Abstract

Tuberculosis (TB) is a major infection with nearly eight million cases annually worldwide. Although the majority of these cases are in the developing world, TB is also a problem in Canada. To determine the cost of diagnosis and management of paediatric TB in Canada. Cross-sectional study. In-patients and out-patients at The Hospital for Sick Children, Toronto, a tertiary care centre. Patients were included if they had clinical or radiological evidence of TB infection with a positive tuberculin skin test or a positive culture result, and were treated from July 1, 1995, to June 30, 1996. Twenty-two patients met the criteria for inclusion in the study. Patient characteristics, types of disease, types and numbers of investigations, number of in-patient days and out-patient appointments, course of TB treatment, TB-related complications and antimicrobial resistance were obtained from charts.

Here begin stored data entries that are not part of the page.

pub mod admin;
pub mod init;
pub mod student;
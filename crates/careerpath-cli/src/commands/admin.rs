//! The `careerpath admin` commands.

use std::io::Write;
use std::path::Path;

use anyhow::{Context, Result};

use careerpath_core::draft::{load_question_draft, load_recommendation_draft};
use careerpath_core::status::RequestStatus;
use careerpath_core::traits::AdminApi;
use careerpath_report::views;

use crate::AdminCommand;

pub async fn execute(api: &dyn AdminApi, command: AdminCommand, out: &mut impl Write) -> Result<()> {
    match command {
        AdminCommand::Requests { status } => requests(api, status.as_deref(), out).await,
        AdminCommand::CreateTest { request } => {
            let test = api.create_test(request).await?;
            writeln!(out, "Created test #{} for request #{request}.", test.id)?;
            writeln!(out)?;
            let test = api.admin_test(test.id).await?;
            write!(out, "{}", views::render_test(&test))?;
            Ok(())
        }
        AdminCommand::Test { id, request } => {
            let test = match (id, request) {
                (Some(id), _) => api.admin_test(id).await?,
                (None, Some(request)) => api.admin_test_for_request(request).await?,
                (None, None) => anyhow::bail!("pass --id or --request"),
            };
            write!(out, "{}", views::render_test(&test))?;
            Ok(())
        }
        AdminCommand::AddQuestion { test, file } => add_question(api, test, &file, out).await,
        AdminCommand::Assign { test } => {
            let assigned = api.assign_test(test).await?;
            writeln!(
                out,
                "Test #{} assigned with {} question(s).",
                assigned.id,
                assigned.questions.len()
            )?;
            Ok(())
        }
        AdminCommand::Completed => {
            let tests = api.completed_tests().await?;
            write!(out, "{}", views::render_test_list(&tests))?;
            Ok(())
        }
        AdminCommand::Answers { test } => {
            let answers = api.test_answers(test).await?;
            writeln!(out, "Answers for test #{test}")?;
            write!(out, "{}", views::render_answer_review(&answers))?;
            Ok(())
        }
        AdminCommand::Recommend { test, file } => recommend(api, test, &file, out).await,
    }
}

async fn requests(api: &dyn AdminApi, status: Option<&str>, out: &mut impl Write) -> Result<()> {
    let filter = status
        .map(str::trim)
        .filter(|s| !s.is_empty())
        .map(RequestStatus::parse);
    let requests = api.admin_requests(filter.as_ref()).await?;
    write!(out, "{}", views::render_admin_requests(&requests))?;

    let hints: Vec<String> = requests
        .iter()
        .flat_map(|request| {
            request
                .status
                .admin_actions()
                .iter()
                .map(move |&action| views::action_hint(request, action))
        })
        .collect();
    if !hints.is_empty() {
        writeln!(out, "\nNext steps:")?;
        for hint in hints {
            writeln!(out, "  {hint}")?;
        }
    }
    Ok(())
}

/// The draft is checked before the backend is contacted.
async fn add_question(api: &dyn AdminApi, test_id: u64, file: &Path, out: &mut impl Write) -> Result<()> {
    let draft = load_question_draft(file)?;
    draft
        .validate()
        .with_context(|| format!("question draft {} is incomplete", file.display()))?;

    let test = api.admin_test(test_id).await?;
    if !test.status.is_editable() {
        anyhow::bail!("test #{test_id} is {} and its questions are locked", test.status);
    }

    let payload = draft.to_payload(test.next_question_order())?;
    let question = api.add_question(test_id, &payload).await?;
    tracing::info!(test = test_id, question = question.id, "question added");
    writeln!(out, "Added question #{} to test #{test_id}.", question.id)?;
    writeln!(out)?;

    let test = api.admin_test(test_id).await?;
    write!(out, "{}", views::render_test(&test))?;
    Ok(())
}

async fn recommend(api: &dyn AdminApi, test_id: u64, file: &Path, out: &mut impl Write) -> Result<()> {
    let draft = load_recommendation_draft(file)?;
    let payload = draft
        .to_payload()
        .with_context(|| format!("recommendation draft {} is incomplete", file.display()))?;

    let published = api.create_recommendation(test_id, &payload).await?;
    tracing::info!(test = test_id, career = %published.career_name, "recommendation published");
    writeln!(out, "Published recommendation for test #{test_id}.")?;
    writeln!(out)?;
    write!(out, "{}", views::render_roadmap(&published))?;
    Ok(())
}
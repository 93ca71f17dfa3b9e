//! careerpath-client — talking to the careerpath backend.
//!
//! Implements the `StudentApi` and `AdminApi` traits over HTTP, loads client
//! configuration, and ships an in-memory backend for tests.

pub mod config;
pub mod http;
pub mod mock;

pub use config::{load_config, load_config_from, ClientConfig};
pub use http::HttpApi;
pub use mock::MockApi;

Costs were derived from allocated hospital costs, Ontario Health Insurance Plan billings and costs provided by the Pharmacy Department at The Hospital for Sick Children. The total cost for one year of management of paediatric TB in a tertiary care centre was $211,576. Pulmonary TB affected one-half of the study patients but accounted for one-quarter of the cost. One case of meningitis resulted in almost the same costs as all cases of pulmonary TB. Hospitalization was the largest contributor to overall cost, accounting for three-quarters of the total. The remaining costs in order of their contribution to overall costs were antimicrobial treatment, out-patient appointments, diagnostic imaging and TB cultures. From a hospital's perspective, the costs of managing each of the 22 patients was approximately $10,000. However, there was great variability between patients, with much greater costs for those who required hospitalization or numerous investigations because TB was not suspected. To the authors' knowledge, this is the first time that such a cost analysis has been performed for a paediatric population. A cost analysis provides a better measure of the burden of illness than is indicated by the absolute number of patients.